Actually Warby Parker is sponsoring today’s episode – more on that later. Nothing wrong with white guys. She’s just saying…

“That’s why I’m so super-committed because guess what, I do see the women social entrepreneurs and women of color, as a queer Latina it’s so important for me to not just talk about gender, there are different types of diversity out there – age, race, ethnicity, different sorts of backgrounds, professional backgrounds. That’s something I’m committed to doing. We have the Body Shop, Anita Roddick, we need more stories, we need more people, because guess what, the women social entrepreneurs are out there, they’re just not getting the funding, and that’s what we’re looking to solve.”

In the two-and-a-half years since its first bootcamp, The Pipeline Fellowship has trained more than 70 women investors. The year it started women made up just over 12 percent of angel investors. Last year, women were almost 22 percent of the total. 

Natalia says the problem isn’t just that there aren’t enough women investors who may see more potential in another woman’s idea… but basically entrepreneurs who aren’t white men just don’t have the same confidence to put themselves forward in the first place…

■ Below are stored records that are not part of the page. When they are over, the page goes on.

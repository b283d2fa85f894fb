//! Health check endpoints.

use axum::{extract::State, http::StatusCode, Json};
use telemetry::{health, metrics};

use crate::response::HealthResponse;
use crate::state::AppState;

/// GET /health - Full health check.
pub async fn health_handler(State(state): State<AppState>) -> Json<HealthResponse> {
    let report = health().report();

    Json(HealthResponse {
        status: format!("{:?}", report.status).to_lowercase(),
        store_connected: state.store.is_healthy(),
        report,
        metrics: metrics().snapshot(),
    })
}

/// GET /health/ready - Readiness probe (can accept traffic).
pub async fn ready_handler(State(state): State<AppState>) -> StatusCode {
    if state.store.is_healthy() && health().is_ready() {
        StatusCode::OK
    } else {
        StatusCode::SERVICE_UNAVAILABLE
    }
}

/// GET /health/live - Liveness probe (service is running).
pub async fn live_handler() -> StatusCode {
    if health().is_alive() {
        StatusCode::OK
    } else {
        StatusCode::SERVICE_UNAVAILABLE
    }
}
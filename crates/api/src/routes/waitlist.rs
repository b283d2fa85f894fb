//! Waitlist sign-up endpoint.

use axum::{extract::State, Json};
use tracker_core::LeadSubmission;

use crate::extractors::JsonOrForm;
use crate::response::{ApiError, WaitlistResponse};
use crate::state::AppState;

/// POST /api/waitlist - Store a lead.
///
/// 400 when name or email is missing, 500 with the storage message when the
/// insert fails.
pub async fn waitlist_handler(
    State(state): State<AppState>,
    JsonOrForm(submission): JsonOrForm<LeadSubmission>,
) -> Result<Json<WaitlistResponse>, ApiError> {
    let lead_id = state.ingestion.submit_lead(submission).await?;
    Ok(Json(WaitlistResponse::joined(lead_id)))
}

“In 2012 out of all the companies that pitched to US angel investors only 16% were women-led and only 6% were minority-led. From that 16% of women-led startups that actually pitched about 25% secured funding, from that 6% of minority-led startups that pitched about I’d say 18% secured funding. So the other issue I see when I talk to women entrepreneurs is this hesitation to step up to the plate. So I have this motto that is, this current agenda is getting out the call to action in the sense that telling people it isn’t a zero sum game. I know so many entrepreneurs who hesitate to go out to pitch because they’re coming at it from ‘I’m not ready yet, I might not secure the funding’, but what they don’t realize is even if they don’t secure the funding that day the feedback they might get from these potential investors, might get them to a business model that might better meet market needs. And maybe the investors at that event might not be interested in agriculture or food tech or pet tech but might know someone who is… and for a lot of entrepreneurs, particularly women and people of color entrepreneurs, first we don’t have access to capital, we also don’t have access to networks.”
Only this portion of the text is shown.